Our community is upper middle class, extremely well educated (70 percent have college degrees), socially progressive, politically active, and concerned with issues of social justice. Strategies that work a few miles away in the suburbs fall flat in the city. And as a new church meeting in an elementary school, we’ve had to be creative in reaching out and engaging the community with Christian truth.
One example is “The Skeptics.” Each week is devoted to an important question, such as “Is the universe an accident?” “How do we know what we know (for sure)?” “What is God like (if God exists at all)?” and “What is a human being?” We’ve stressed that skepticism, in the ancient Greek tradition, is not cynicism, but honest inquiry. The search for truth always includes the possibility of a changed mind. The key to the group’s success has been creating an atmosphere that allows a free exchange of ideas (we call it “respectful dialogue”) without forcing a single point of view. It has become a safe place for Christians and non-Christians (even for a self-identified “Jewish atheist”) to raise difficult but important questions.

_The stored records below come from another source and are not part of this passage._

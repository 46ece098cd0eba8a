//! Tick scheduling.
//!
//! The session manager drives its tick loop from a [`TickTimer`]. Production
//! code uses [`TokioTimer`]; tests use [`ManualTimer`], which never fires, and
//! call `tick()` on the manager themselves.

use std::time::Duration;

use async_trait::async_trait;
use tokio::sync::{watch, Mutex};
use tokio::time::{interval_at, Instant, Interval, MissedTickBehavior};

/// Source of periodic ticks.
#[async_trait]
pub trait TickTimer: Send + Sync {
    /// Waits for the next tick. Returns false once cancelled.
    async fn next_tick(&self) -> bool;

    /// Stops the timer; pending and future `next_tick` calls return false.
    fn cancel(&self);

    /// Re-arms a cancelled timer for a new session.
    fn reset(&self);
}

/// Interval timer on the tokio clock. Missed ticks are skipped, not bunched.
#[derive(Debug)]
pub struct TokioTimer {
    period: Duration,
    interval: Mutex<Option<Interval>>,
    cancelled: watch::Sender<bool>,
}

impl TokioTimer {
    pub fn new(period: Duration) -> Self {
        let (cancelled, _) = watch::channel(false);
        Self {
            period,
            interval: Mutex::new(None),
            cancelled,
        }
    }

    pub fn period(&self) -> Duration {
        self.period
    }
}

#[async_trait]
impl TickTimer for TokioTimer {
    async fn next_tick(&self) -> bool {
        let mut cancelled = self.cancelled.subscribe();
        if *cancelled.borrow_and_update() {
            return false;
        }

        let mut guard = self.interval.lock().await;
        let interval = guard.get_or_insert_with(|| {
            // First tick one period from now, not immediately.
            let mut interval = interval_at(Instant::now() + self.period, self.period);
            interval.set_missed_tick_behavior(MissedTickBehavior::Skip);
            interval
        });

        tokio::select! {
            _ = interval.tick() => true,
            _ = cancelled.changed() => false,
        }
    }

    fn cancel(&self) {
        self.cancelled.send_replace(true);
    }

    fn reset(&self) {
        if let Ok(mut guard) = self.interval.try_lock() {
            *guard = None;
        }
        self.cancelled.send_replace(false);
    }
}

/// Timer that never fires on its own.
#[derive(Debug)]
pub struct ManualTimer {
    cancelled: watch::Sender<bool>,
}

impl ManualTimer {
    pub fn new() -> Self {
        let (cancelled, _) = watch::channel(false);
        Self { cancelled }
    }

    pub fn is_cancelled(&self) -> bool {
        *self.cancelled.borrow()
    }
}

impl Default for ManualTimer {
    fn default() -> Self {
        Self::new()
    }
}

#[async_trait]
impl TickTimer for ManualTimer {
    async fn next_tick(&self) -> bool {
        let mut cancelled = self.cancelled.subscribe();
        while !*cancelled.borrow_and_update() {
            if cancelled.changed().await.is_err() {
                break;
            }
        }
        false
    }

    fn cancel(&self) {
        self.cancelled.send_replace(true);
    }

    fn reset(&self) {
        self.cancelled.send_replace(false);
    }
}

#[cfg(test)]
mod tests {
    use super::*;

    #[tokio::test(start_paused = true)]
    async fn test_tokio_timer_ticks_after_period() {
        let timer = TokioTimer::new(Duration::from_secs(30));
        let start = Instant::now();
        assert!(timer.next_tick().await);
        assert!(start.elapsed() >= Duration::from_secs(30));
        assert!(timer.next_tick().await);
        assert!(start.elapsed() >= Duration::from_secs(60));
    }

    #[tokio::test(start_paused = true)]
    async fn test_tokio_timer_cancel_and_reset() {
        let timer = std::sync::Arc::new(TokioTimer::new(Duration::from_secs(30)));
        let waiter = {
            let timer = timer.clone();
            tokio::spawn(async move { timer.next_tick().await })
        };
        tokio::task::yield_now().await;
        timer.cancel();
        assert!(!waiter.await.unwrap());
        assert!(!timer.next_tick().await);

        timer.reset();
        assert!(timer.next_tick().await);
    }

    #[tokio::test]
    async fn test_manual_timer_only_ends() {
        let timer = std::sync::Arc::new(ManualTimer::new());
        let waiter = {
            let timer = timer.clone();
            tokio::spawn(async move { timer.next_tick().await })
        };
        tokio::task::yield_now().await;
        assert!(!waiter.is_finished());
        timer.cancel();
        assert!(!waiter.await.unwrap());
        assert!(timer.is_cancelled());
    }
}
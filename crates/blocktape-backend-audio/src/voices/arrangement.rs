//! Parameter set resolved into what the voices read per sample.
//!
//! Chord symbols are parsed once, empty pattern tables are replaced by the
//! defaults, and octave registers are fixed, so malformed parameters
//! degrade instead of failing.

use blocktape_spec::params::{
    MusicParameters, RhythmPatterns, SectionLengths, DEFAULT_BASS, DEFAULT_HIHAT, DEFAULT_KICK,
    DEFAULT_SNARE,
};
use blocktape_spec::theory::{Chord, ChordQuality, PitchClass, ScaleMode};
use tracing::warn;

use super::melody::MelodyLine;
use super::pattern_or;

/// Longest section the arrangement honors, in bars.
pub const MAX_SECTION_BARS: u32 = 1024;

/// Octaves for each pitched voice.
#[derive(Debug, Clone, Copy, PartialEq, Eq)]
pub struct Registers {
    /// Bass fundamental octave; the sub-oscillator sits one below.
    pub bass: i32,
    /// Chord root octave (one above the bass).
    pub chords: i32,
    /// Melody base octave.
    pub melody: i32,
}

impl Registers {
    /// Places the voices inside an octave range.
    pub fn from_range(range: (i32, i32)) -> Self {
        let (lo, hi) = if range.0 <= range.1 {
            range
        } else {
            (range.1, range.0)
        };
        let lo = lo.clamp(0, 6);
        let hi = hi.clamp(lo, 7);
        let bass = lo + 1;
        Self {
            bass,
            chords: bass + 1,
            melody: hi.max(bass + 1),
        }
    }
}

/// Structural section.
#[derive(Debug, Clone, Copy, PartialEq, Eq)]
pub enum Section {
    Intro,
    Verse,
    Chorus,
    Outro,
}

/// Per-voice gains for a section.
#[derive(Debug, Clone, Copy, PartialEq)]
pub struct SectionMix {
    pub drums: f64,
    pub bass: f64,
    pub chords: f64,
    pub melody: f64,
}

impl Section {
    /// How loud each voice group plays in this section.
    pub fn mix(self) -> SectionMix {
        match self {
            Section::Intro => SectionMix {
                drums: 0.6,
                bass: 0.7,
                chords: 1.0,
                melody: 0.0,
            },
            Section::Verse => SectionMix {
                drums: 1.0,
                bass: 1.0,
                chords: 0.9,
                melody: 0.7,
            },
            Section::Chorus => SectionMix {
                drums: 1.0,
                bass: 1.0,
                chords: 1.0,
                melody: 1.0,
            },
            Section::Outro => SectionMix {
                drums: 0.5,
                bass: 0.6,
                chords: 1.0,
                melody: 0.4,
            },
        }
    }
}

/// Everything the voices need, resolved from [`MusicParameters`].
#[derive(Debug, Clone)]
pub struct Arrangement {
    pub key: PitchClass,
    pub scale: ScaleMode,
    /// One chord per bar, looped; never empty.
    pub chords: Vec<Chord>,
    pub melody: MelodyLine,
    /// Rhythm tables with empty entries replaced by defaults.
    pub patterns: RhythmPatterns,
    pub swing: f64,
    pub beats_per_bar: f64,
    pub seconds_per_beat: f64,
    pub registers: Registers,
    pub extended_chords: bool,
    pub sections: SectionLengths,
}

impl Arrangement {
    /// Resolves parameters, substituting defaults for anything unusable.
    pub fn from_params(params: &MusicParameters) -> Self {
        let key = params.key;
        let mut chords: Vec<Chord> = params
            .chord_progression
            .iter()
            .map(|symbol| {
                symbol.parse::<Chord>().unwrap_or_else(|err| {
                    warn!(%err, "unparseable chord, using tonic minor seventh");
                    Chord::new(key, ChordQuality::Min7)
                })
            })
            .collect();
        if chords.is_empty() {
            chords = default_progression(key);
        }

        let patterns = RhythmPatterns {
            kick: pattern_or(&params.patterns.kick, &DEFAULT_KICK).to_vec(),
            snare: pattern_or(&params.patterns.snare, &DEFAULT_SNARE).to_vec(),
            hihat: pattern_or(&params.patterns.hihat, &DEFAULT_HIHAT).to_vec(),
            bass: pattern_or(&params.patterns.bass, &DEFAULT_BASS).to_vec(),
        };

        let swing = if params.swing.is_finite() {
            params.swing.clamp(0.0, 1.0)
        } else {
            0.0
        };

        Self {
            key,
            scale: params.scale,
            chords,
            melody: MelodyLine::new(&params.melody_pattern, &params.note_durations),
            patterns,
            swing,
            beats_per_bar: params.beats_per_bar() as f64,
            seconds_per_beat: params.seconds_per_beat(),
            registers: Registers::from_range(params.octave_range),
            extended_chords: params.features.extended_chords,
            sections: clamp_sections(params.sections),
        }
    }

    /// Bar index containing `beat`.
    pub fn bar_at(&self, beat: f64) -> u64 {
        (beat.max(0.0) / self.beats_per_bar).floor() as u64
    }

    /// Chord sounding during `beat`.
    pub fn chord_at(&self, beat: f64) -> Chord {
        let bar = self.bar_at(beat) as usize;
        self.chords[bar % self.chords.len()]
    }

    /// Section containing `beat`; anything past the end counts as outro.
    pub fn section_at(&self, beat: f64) -> Section {
        let bar = self.bar_at(beat);
        let intro = self.sections.intro as u64;
        let verse = intro + self.sections.verse as u64;
        let chorus = verse + self.sections.chorus as u64;
        if bar < intro {
            Section::Intro
        } else if bar < verse {
            Section::Verse
        } else if bar < chorus {
            Section::Chorus
        } else {
            Section::Outro
        }
    }
}

fn clamp_sections(sections: SectionLengths) -> SectionLengths {
    SectionLengths {
        intro: sections.intro.min(MAX_SECTION_BARS),
        verse: sections.verse.min(MAX_SECTION_BARS),
        chorus: sections.chorus.min(MAX_SECTION_BARS),
        outro: sections.outro.min(MAX_SECTION_BARS),
    }
}

/// I - IV in the track key.
fn default_progression(key: PitchClass) -> Vec<Chord> {
    vec![
        Chord::new(key, ChordQuality::Maj7),
        Chord::new(key.transpose(5), ChordQuality::Maj7),
    ]
}
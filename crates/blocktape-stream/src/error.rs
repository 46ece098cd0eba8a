//! Error types for the streaming session manager.

use blocktape_backend_audio::AudioError;
use blocktape_backend_music::DeriveError;
use blocktape_spec::BackendError;
use thiserror::Error;

/// Result type for streaming operations.
pub type StreamResult<T> = Result<T, StreamError>;

/// Errors raised by the session manager and its collaborators.
#[derive(Debug, Error)]
pub enum StreamError {
    /// `start` was called while a session is already running.
    #[error("already streaming (session {session_id})")]
    AlreadyStreaming {
        /// Id of the running session.
        session_id: String,
    },

    /// The operation needs an active session.
    #[error("no active streaming session")]
    SessionNotActive,

    /// The upstream data source failed.
    #[error("data source error: {0}")]
    DataSource(String),

    /// The snapshot collaborator failed.
    #[error("archive error: {0}")]
    Archive(String),

    /// Playback sink failure.
    #[error("playback error: {0}")]
    Playback(String),

    /// Track generation failed outside derivation and synthesis
    /// (for example a panicked or cancelled render task).
    #[error("generation error: {0}")]
    Generation(String),

    /// Invalid stream configuration.
    #[error("invalid configuration: {0}")]
    Config(String),

    /// Parameter derivation failed.
    #[error(transparent)]
    Derive(#[from] DeriveError),

    /// Synthesis or packaging failed.
    #[error(transparent)]
    Audio(#[from] AudioError),

    /// Configuration or replay file could not be parsed.
    #[error("JSON error: {0}")]
    Json(#[from] serde_json::Error),

    /// I/O error.
    #[error("I/O error: {0}")]
    Io(#[from] std::io::Error),
}

impl BackendError for StreamError {
    fn code(&self) -> &'static str {
        match self {
            StreamError::AlreadyStreaming { .. } => "STREAM_001",
            StreamError::SessionNotActive => "STREAM_002",
            StreamError::DataSource(_) => "STREAM_003",
            StreamError::Archive(_) => "STREAM_004",
            StreamError::Playback(_) => "STREAM_005",
            StreamError::Generation(_) => "STREAM_006",
            StreamError::Config(_) => "STREAM_007",
            StreamError::Derive(e) => e.code(),
            StreamError::Audio(e) => e.code(),
            StreamError::Json(_) => "STREAM_008",
            StreamError::Io(_) => "STREAM_009",
        }
    }

    fn category(&self) -> &'static str {
        match self {
            StreamError::Derive(e) => e.category(),
            StreamError::Audio(e) => e.category(),
            _ => "stream",
        }
    }
}

#[cfg(test)]
mod tests {
    use super::*;

    #[test]
    fn test_codes() {
        let err = StreamError::AlreadyStreaming {
            session_id: "abc".to_string(),
        };
        assert_eq!(err.code(), "STREAM_001");
        assert!(err.to_string().contains("abc"));
        assert_eq!(StreamError::SessionNotActive.category(), "stream");
    }

    #[test]
    fn test_wrapped_codes_pass_through() {
        let err: StreamError = AudioError::EmptyArtifact.into();
        assert_eq!(err.code(), "AUDIO_001");
        assert_eq!(err.category(), "audio");
    }
}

A second example is a planned series of forums devoted to important social and ethical topics. Scholars from economics, law, medicine and environmental studies (our first was on “Creation Care”) speak on the insights Christian faith offers on important questions. These issues involve concepts like “purpose,” “creation,” “justice,” “evil,” “wisdom,” “equality,” and “beauty”—concepts about which Christianity has a unique and important contribution.